After reading the listing below, copy it out exactly.

Top of Data to use

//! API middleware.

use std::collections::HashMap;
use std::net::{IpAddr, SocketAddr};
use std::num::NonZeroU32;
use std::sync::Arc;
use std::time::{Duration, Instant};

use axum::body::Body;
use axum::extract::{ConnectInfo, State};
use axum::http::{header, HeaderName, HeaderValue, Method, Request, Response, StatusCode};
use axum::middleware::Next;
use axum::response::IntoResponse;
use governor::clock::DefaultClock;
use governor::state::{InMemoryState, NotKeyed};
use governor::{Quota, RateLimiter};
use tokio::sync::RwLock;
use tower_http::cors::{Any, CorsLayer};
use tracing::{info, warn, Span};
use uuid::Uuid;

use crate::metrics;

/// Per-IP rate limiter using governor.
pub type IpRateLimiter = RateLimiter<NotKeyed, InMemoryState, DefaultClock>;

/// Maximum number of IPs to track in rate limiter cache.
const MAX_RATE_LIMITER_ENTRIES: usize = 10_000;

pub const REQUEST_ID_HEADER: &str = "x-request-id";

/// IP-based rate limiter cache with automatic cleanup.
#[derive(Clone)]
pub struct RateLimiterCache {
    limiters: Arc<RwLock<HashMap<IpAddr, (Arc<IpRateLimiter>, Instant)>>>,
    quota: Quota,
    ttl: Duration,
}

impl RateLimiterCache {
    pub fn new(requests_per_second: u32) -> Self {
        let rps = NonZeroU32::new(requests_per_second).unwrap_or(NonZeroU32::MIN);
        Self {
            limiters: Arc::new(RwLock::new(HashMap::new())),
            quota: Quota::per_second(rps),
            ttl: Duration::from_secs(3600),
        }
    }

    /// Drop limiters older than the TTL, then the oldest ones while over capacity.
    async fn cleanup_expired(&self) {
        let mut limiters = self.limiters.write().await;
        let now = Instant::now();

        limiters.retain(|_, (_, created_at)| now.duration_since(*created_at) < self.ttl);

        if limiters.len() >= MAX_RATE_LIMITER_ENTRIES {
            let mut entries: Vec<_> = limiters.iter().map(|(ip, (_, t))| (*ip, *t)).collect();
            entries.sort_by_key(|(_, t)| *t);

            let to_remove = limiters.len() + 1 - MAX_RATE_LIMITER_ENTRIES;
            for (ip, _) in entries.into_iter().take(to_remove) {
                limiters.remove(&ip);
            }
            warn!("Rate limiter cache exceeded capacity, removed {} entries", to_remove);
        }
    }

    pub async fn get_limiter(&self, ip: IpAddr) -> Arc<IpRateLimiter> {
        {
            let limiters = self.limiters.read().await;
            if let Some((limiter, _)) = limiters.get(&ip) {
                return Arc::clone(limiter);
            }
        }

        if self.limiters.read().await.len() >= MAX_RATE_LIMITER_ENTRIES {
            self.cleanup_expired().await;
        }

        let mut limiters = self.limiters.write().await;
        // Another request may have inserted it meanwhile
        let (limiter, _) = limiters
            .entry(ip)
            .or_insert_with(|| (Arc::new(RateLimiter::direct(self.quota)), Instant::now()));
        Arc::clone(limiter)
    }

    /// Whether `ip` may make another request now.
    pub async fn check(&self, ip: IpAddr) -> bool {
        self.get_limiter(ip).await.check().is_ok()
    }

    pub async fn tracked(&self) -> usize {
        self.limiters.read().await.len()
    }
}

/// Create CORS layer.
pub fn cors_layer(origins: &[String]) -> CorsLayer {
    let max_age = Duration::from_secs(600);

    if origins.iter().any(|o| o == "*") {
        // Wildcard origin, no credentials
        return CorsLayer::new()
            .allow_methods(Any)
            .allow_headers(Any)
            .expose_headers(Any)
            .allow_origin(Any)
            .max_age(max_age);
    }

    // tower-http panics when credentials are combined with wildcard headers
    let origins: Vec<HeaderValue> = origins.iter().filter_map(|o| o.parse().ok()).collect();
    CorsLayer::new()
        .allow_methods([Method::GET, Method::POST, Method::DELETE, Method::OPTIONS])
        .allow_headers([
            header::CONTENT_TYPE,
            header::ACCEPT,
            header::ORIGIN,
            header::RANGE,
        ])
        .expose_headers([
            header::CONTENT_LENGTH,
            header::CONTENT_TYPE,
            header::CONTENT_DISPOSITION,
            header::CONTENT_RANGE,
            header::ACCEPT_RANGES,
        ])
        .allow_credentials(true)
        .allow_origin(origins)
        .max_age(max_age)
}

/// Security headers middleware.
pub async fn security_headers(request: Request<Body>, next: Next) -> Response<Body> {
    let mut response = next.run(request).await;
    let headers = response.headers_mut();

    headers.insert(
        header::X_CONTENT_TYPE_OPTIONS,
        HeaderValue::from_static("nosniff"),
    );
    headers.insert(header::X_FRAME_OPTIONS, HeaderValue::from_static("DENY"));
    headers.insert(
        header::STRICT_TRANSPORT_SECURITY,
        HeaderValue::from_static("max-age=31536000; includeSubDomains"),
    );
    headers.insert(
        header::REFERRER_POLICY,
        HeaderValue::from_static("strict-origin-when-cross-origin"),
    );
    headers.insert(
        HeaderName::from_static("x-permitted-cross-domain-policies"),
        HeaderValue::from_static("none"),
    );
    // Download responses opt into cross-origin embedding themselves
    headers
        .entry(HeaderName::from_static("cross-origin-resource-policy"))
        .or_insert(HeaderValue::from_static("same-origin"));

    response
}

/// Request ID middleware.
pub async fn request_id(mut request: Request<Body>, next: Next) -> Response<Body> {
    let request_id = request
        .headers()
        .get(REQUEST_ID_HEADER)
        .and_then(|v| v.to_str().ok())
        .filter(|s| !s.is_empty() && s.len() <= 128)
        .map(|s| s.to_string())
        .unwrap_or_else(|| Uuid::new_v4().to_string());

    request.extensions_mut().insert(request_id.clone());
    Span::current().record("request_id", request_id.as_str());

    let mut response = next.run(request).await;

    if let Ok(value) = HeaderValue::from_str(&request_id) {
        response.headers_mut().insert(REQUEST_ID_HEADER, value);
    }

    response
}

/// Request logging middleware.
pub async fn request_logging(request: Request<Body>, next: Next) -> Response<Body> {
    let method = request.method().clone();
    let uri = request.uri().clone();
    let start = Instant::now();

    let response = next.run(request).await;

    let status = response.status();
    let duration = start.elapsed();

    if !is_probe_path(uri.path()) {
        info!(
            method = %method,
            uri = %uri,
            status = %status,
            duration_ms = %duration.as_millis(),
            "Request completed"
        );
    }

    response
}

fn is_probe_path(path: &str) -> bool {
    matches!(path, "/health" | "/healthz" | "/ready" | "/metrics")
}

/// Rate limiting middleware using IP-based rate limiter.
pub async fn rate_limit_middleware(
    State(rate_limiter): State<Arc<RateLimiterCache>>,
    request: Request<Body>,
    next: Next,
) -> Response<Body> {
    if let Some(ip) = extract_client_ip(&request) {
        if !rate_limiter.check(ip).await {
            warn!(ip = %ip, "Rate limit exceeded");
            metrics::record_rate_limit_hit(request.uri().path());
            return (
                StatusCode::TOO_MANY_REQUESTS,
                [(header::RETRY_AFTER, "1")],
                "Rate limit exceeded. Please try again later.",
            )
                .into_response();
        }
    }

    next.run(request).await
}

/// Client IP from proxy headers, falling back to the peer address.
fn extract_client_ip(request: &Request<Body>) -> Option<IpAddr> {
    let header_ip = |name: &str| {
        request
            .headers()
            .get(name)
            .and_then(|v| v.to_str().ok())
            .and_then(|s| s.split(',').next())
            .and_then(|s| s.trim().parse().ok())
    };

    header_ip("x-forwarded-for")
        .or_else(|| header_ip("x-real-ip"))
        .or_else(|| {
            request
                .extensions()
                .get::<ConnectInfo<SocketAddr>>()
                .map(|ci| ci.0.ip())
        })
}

Bottom of Data to use

*Exercise output*.
//! API middleware.

use std::collections::HashMap;
use std::net::{IpAddr, SocketAddr};
use std::num::NonZeroU32;
use std::sync::Arc;
use std::time::{Duration, Instant};

use axum::body::Body;
use axum::extract::{ConnectInfo, State};
use axum::http::{header, HeaderName, HeaderValue, Method, Request, Response, StatusCode};
use axum::middleware::Next;
use axum::response::IntoResponse;
use governor::clock::DefaultClock;
use governor::state::{InMemoryState, NotKeyed};
use governor::{Quota, RateLimiter};
use tokio::sync::RwLock;
use tower_http::cors::{Any, CorsLayer};
use tracing::{info, warn, Span};
use uuid::Uuid;

use crate::metrics;

/// Per-IP rate limiter using governor.
pub type IpRateLimiter = RateLimiter<NotKeyed, InMemoryState, DefaultClock>;

/// Maximum number of IPs to track in rate limiter cache.
const MAX_RATE_LIMITER_ENTRIES: usize = 10_000;

pub const REQUEST_ID_HEADER: &str = "x-request-id";

/// IP-based rate limiter cache with automatic cleanup.
#[derive(Clone)]
pub struct RateLimiterCache {
    limiters: Arc<RwLock<HashMap<IpAddr, (Arc<IpRateLimiter>, Instant)>>>,
    quota: Quota,
    ttl: Duration,
}

impl RateLimiterCache {
    pub fn new(requests_per_second: u32) -> Self {
        let rps = NonZeroU32::new(requests_per_second).unwrap_or(NonZeroU32::MIN);
        Self {
            limiters: Arc::new(RwLock::new(HashMap::new())),
            quota: Quota::per_second(rps),
            ttl: Duration::from_secs(3600),
        }
    }

    /// Drop limiters older than the TTL, then the oldest ones while over capacity.
    async fn cleanup_expired(&self) {
        let mut limiters = self.limiters.write().await;
        let now = Instant::now();

        limiters.retain(|_, (_, created_at)| now.duration_since(*created_at) < self.ttl);

        if limiters.len() >= MAX_RATE_LIMITER_ENTRIES {
            let mut entries: Vec<_> = limiters.iter().map(|(ip, (_, t))| (*ip, *t)).collect();
            entries.sort_by_key(|(_, t)| *t);

            let to_remove = limiters.len() + 1 - MAX_RATE_LIMITER_ENTRIES;
            for (ip, _) in entries.into_iter().take(to_remove) {
                limiters.remove(&ip);
            }
            warn!("Rate limiter cache exceeded capacity, removed {} entries", to_remove);
        }
    }

    pub async fn get_limiter(&self, ip: IpAddr) -> Arc<IpRateLimiter> {
        {
            let limiters = self.limiters.read().await;
            if let Some((limiter, _)) = limiters.get(&ip) {
                return Arc::clone(limiter);
            }
        }

        if self.limiters.read().await.len() >= MAX_RATE_LIMITER_ENTRIES {
            self.cleanup_expired().await;
        }

        let mut limiters = self.limiters.write().await;
        // Another request may have inserted it meanwhile
        let (limiter, _) = limiters
            .entry(ip)
            .or_insert_with(|| (Arc::new(RateLimiter::direct(self.quota)), Instant::now()));
        Arc::clone(limiter)
    }

    /// Whether `ip` may make another request now.
    pub async fn check(&self, ip: IpAddr) -> bool {
        self.get_limiter(ip).await.check().is_ok()
    }

    pub async fn tracked(&self) -> usize {
        self.limiters.read().await.len()
    }
}

/// Create CORS layer.
pub fn cors_layer(origins: &[String]) -> CorsLayer {
    let max_age = Duration::from_secs(600);

    if origins.iter().any(|o| o == "*") {
        // Wildcard origin, no credentials
        return CorsLayer::new()
            .allow_methods(Any)
            .allow_headers(Any)
            .expose_headers(Any)
            .allow_origin(Any)
            .max_age(max_age);
    }

    // tower-http panics when credentials are combined with wildcard headers
    let origins: Vec<HeaderValue> = origins.iter().filter_map(|o| o.parse().ok()).collect();
    CorsLayer::new()
        .allow_methods([Method::GET, Method::POST, Method::DELETE, Method::OPTIONS])
        .allow_headers([
            header::CONTENT_TYPE,
            header::ACCEPT,
            header::ORIGIN,
            header::RANGE,
        ])
        .expose_headers([
            header::CONTENT_LENGTH,
            header::CONTENT_TYPE,
            header::CONTENT_DISPOSITION,
            header::CONTENT_RANGE,
            header::ACCEPT_RANGES,
        ])
        .allow_credentials(true)
        .allow_origin(origins)
        .max_age(max_age)
}

/// Security headers middleware.
pub async fn security_headers(request: Request<Body>, next: Next) -> Response<Body> {
    let mut response = next.run(request).await;
    let headers = response.headers_mut();

    headers.insert(
        header::X_CONTENT_TYPE_OPTIONS,
        HeaderValue::from_static("nosniff"),
    );
    headers.insert(header::X_FRAME_OPTIONS, HeaderValue::from_static("DENY"));
    headers.insert(
        header::STRICT_TRANSPORT_SECURITY,
        HeaderValue::from_static("max-age=31536000; includeSubDomains"),
    );
    headers.insert(
        header::REFERRER_POLICY,
        HeaderValue::from_static("strict-origin-when-cross-origin"),
    );
    headers.insert(
        HeaderName::from_static("x-permitted-cross-domain-policies"),
        HeaderValue::from_static("none"),
    );
    // Download responses opt into cross-origin embedding themselves
    headers
        .entry(HeaderName::from_static("cross-origin-resource-policy"))
        .or_insert(HeaderValue::from_static("same-origin"));

    response
}

/// Request ID middleware.
pub async fn request_id(mut request: Request<Body>, next: Next) -> Response<Body> {
    let request_id = request
        .headers()
        .get(REQUEST_ID_HEADER)
        .and_then(|v| v.to_str().ok())
        .filter(|s| !s.is_empty() && s.len() <= 128)
        .map(|s| s.to_string())
        .unwrap_or_else(|| Uuid::new_v4().to_string());

    request.extensions_mut().insert(request_id.clone());
    Span::current().record("request_id", request_id.as_str());

    let mut response = next.run(request).await;

    if let Ok(value) = HeaderValue::from_str(&request_id) {
        response.headers_mut().insert(REQUEST_ID_HEADER, value);
    }

    response
}

/// Request logging middleware.
pub async fn request_logging(request: Request<Body>, next: Next) -> Response<Body> {
    let method = request.method().clone();
    let uri = request.uri().clone();
    let start = Instant::now();

    let response = next.run(request).await;

    let status = response.status();
    let duration = start.elapsed();

    if !is_probe_path(uri.path()) {
        info!(
            method = %method,
            uri = %uri,
            status = %status,
            duration_ms = %duration.as_millis(),
            "Request completed"
        );
    }

    response
}

fn is_probe_path(path: &str) -> bool {
    matches!(path, "/health" | "/healthz" | "/ready" | "/metrics")
}

/// Rate limiting middleware using IP-based rate limiter.
pub async fn rate_limit_middleware(
    State(rate_limiter): State<Arc<RateLimiterCache>>,
    request: Request<Body>,
    next: Next,
) -> Response<Body> {
    if let Some(ip) = extract_client_ip(&request) {
        if !rate_limiter.check(ip).await {
            warn!(ip = %ip, "Rate limit exceeded");
            metrics::record_rate_limit_hit(request.uri().path());
            return (
                StatusCode::TOO_MANY_REQUESTS,
                [(header::RETRY_AFTER, "1")],
                "Rate limit exceeded. Please try again later.",
            )
                .into_response();
        }
    }

    next.run(request).await
}

/// Client IP from proxy headers, falling back to the peer address.
fn extract_client_ip(request: &Request<Body>) -> Option<IpAddr> {
    let header_ip = |name: &str| {
        request
            .headers()
            .get(name)
            .and_then(|v| v.to_str().ok())
            .and_then(|s| s.split(',').next())
            .and_then(|s| s.trim().parse().ok())
    };

    header_ip("x-forwarded-for")
        .or_else(|| header_ip("x-real-ip"))
        .or_else(|| {
            request
                .extensions()
                .get::<ConnectInfo<SocketAddr>>()
                .map(|ci| ci.0.ip())
        })
}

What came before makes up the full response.